┌─ Extracted material

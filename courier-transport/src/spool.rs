//! The in-memory spool decorator.
//!
//! A [`SpoolTransport`] accepts messages without sending them. They sit in a
//! [`MemorySpool`] until the owner calls [`SpoolTransport::flush`], which
//! hands each one to the wrapped transport.

use std::{
    collections::VecDeque,
    fmt,
    sync::{Arc, Mutex, PoisonError},
};

use async_trait::async_trait;
use courier_common::{Message, internal, tracing};

use crate::{
    error::{SpoolError, TransportError},
    transport::{Outcome, Transport},
};

/// Identifier handed out for every queued message.
///
/// A ULID, so identifiers sort by queueing time.
#[derive(Debug, Clone, PartialEq, Eq, Hash, PartialOrd, Ord)]
pub struct SpooledMessageId {
    id: ulid::Ulid,
}

impl SpooledMessageId {
    /// Generate a new unique message ID
    #[must_use]
    pub fn generate() -> Self {
        Self {
            id: ulid::Ulid::new(),
        }
    }
}

impl fmt::Display for SpooledMessageId {
    fn fmt(&self, f: &mut fmt::Formatter<'_>) -> fmt::Result {
        write!(f, "{}", self.id)
    }
}

/// FIFO queue of messages waiting for a flush.
///
/// With a capacity set, queueing past it fails with
/// [`SpoolError::CapacityExceeded`] instead of growing without bound.
#[derive(Debug, Default)]
pub struct MemorySpool {
    messages: Mutex<VecDeque<(SpooledMessageId, Message)>>,
    capacity: Option<usize>,
}

impl MemorySpool {
    #[must_use]
    pub fn new() -> Self {
        Self::default()
    }

    #[must_use]
    pub fn with_capacity(capacity: usize) -> Self {
        Self {
            messages: Mutex::new(VecDeque::with_capacity(capacity)),
            capacity: Some(capacity),
        }
    }

    /// Queue a copy of `message`.
    ///
    /// # Errors
    ///
    /// The spool is full, or its lock is poisoned.
    pub fn queue(&self, message: &Message) -> Result<SpooledMessageId, SpoolError> {
        let mut messages = self.messages.lock()?;

        if let Some(capacity) = self.capacity.filter(|cap| messages.len() >= *cap) {
            return Err(SpoolError::CapacityExceeded(capacity));
        }

        let id = SpooledMessageId::generate();
        messages.push_back((id.clone(), message.clone()));
        Ok(id)
    }

    /// Take everything currently queued, oldest first.
    fn drain(&self) -> Result<Vec<(SpooledMessageId, Message)>, SpoolError> {
        Ok(self.messages.lock()?.drain(..).collect())
    }

    /// Put messages back at the head of the queue, keeping their order.
    fn requeue(&self, failed: Vec<(SpooledMessageId, Message)>) -> Result<(), SpoolError> {
        let mut messages = self.messages.lock()?;
        for entry in failed.into_iter().rev() {
            messages.push_front(entry);
        }
        Ok(())
    }

    /// Recovers gracefully if the lock is poisoned.
    #[must_use]
    pub fn len(&self) -> usize {
        self.messages
            .lock()
            .unwrap_or_else(PoisonError::into_inner)
            .len()
    }

    #[must_use]
    pub fn is_empty(&self) -> bool {
        self.len() == 0
    }

    #[must_use]
    pub const fn capacity(&self) -> Option<usize> {
        self.capacity
    }
}

/// Result of one [`SpoolTransport::flush`].
#[derive(Debug, Default)]
pub struct FlushReport {
    pub sent: usize,
    /// Messages the real transport refused; they are back in the queue.
    pub failed: Vec<(SpooledMessageId, TransportError)>,
}

impl FlushReport {
    #[must_use]
    pub fn is_clean(&self) -> bool {
        self.failed.is_empty()
    }
}

/// Decorator that queues instead of sending.
#[derive(Debug)]
pub struct SpoolTransport {
    spool: MemorySpool,
    real: Arc<dyn Transport>,
}

impl SpoolTransport {
    #[must_use]
    pub fn new(real: Arc<dyn Transport>) -> Self {
        Self::with_spool(real, MemorySpool::new())
    }

    #[must_use]
    pub fn with_spool(real: Arc<dyn Transport>, spool: MemorySpool) -> Self {
        Self { spool, real }
    }

    /// The wrapped transport that [`flush`](Self::flush) sends through.
    #[must_use]
    pub fn inner(&self) -> &Arc<dyn Transport> {
        &self.real
    }

    #[must_use]
    pub const fn spool(&self) -> &MemorySpool {
        &self.spool
    }

    /// Send every queued message through the real transport.
    ///
    /// Messages the real transport refuses stay queued, ahead of anything
    /// queued while the flush was running.
    ///
    /// # Errors
    ///
    /// Only if the queue itself cannot be accessed; delivery failures are
    /// reported in the [`FlushReport`].
    pub async fn flush(&self) -> Result<FlushReport, SpoolError> {
        let queued = self.spool.drain()?;
        internal!(count = queued.len(), transport = self.real.kind(), "Flushing spool");

        let mut report = FlushReport::default();
        let mut retained = Vec::new();

        for (id, message) in queued {
            match self.real.send(&message).await {
                Ok(_) => report.sent += 1,
                Err(e) => {
                    tracing::warn!(%id, "Spooled message not sent: {e}");
                    retained.push((id.clone(), message));
                    report.failed.push((id, e));
                }
            }
        }

        self.spool.requeue(retained)?;
        Ok(report)
    }
}

#[async_trait]
impl Transport for SpoolTransport {
    fn kind(&self) -> &str {
        self.real.kind()
    }

    async fn send(&self, message: &Message) -> Result<Outcome, TransportError> {
        if message.recipients().is_empty() {
            return Err(TransportError::NoRecipients);
        }

        let id = self.spool.queue(message)?;
        internal!(%id, "Message spooled");
        Ok(Outcome::Queued(id))
    }

    fn port(&self) -> Option<u16> {
        self.real.port()
    }

    fn as_spool(&self) -> Option<&SpoolTransport> {
        Some(self)
    }
}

└─

_The problem:_
Wherever the word "failed" appears in the entries above, copy that line.

_Task answer:_
    fn requeue(&self, failed: Vec<(SpooledMessageId, Message)>) -> Result<(), SpoolError> {
        for entry in failed.into_iter().rev() {
    pub failed: Vec<(SpooledMessageId, TransportError)>,
        self.failed.is_empty()
                    report.failed.push((id, e));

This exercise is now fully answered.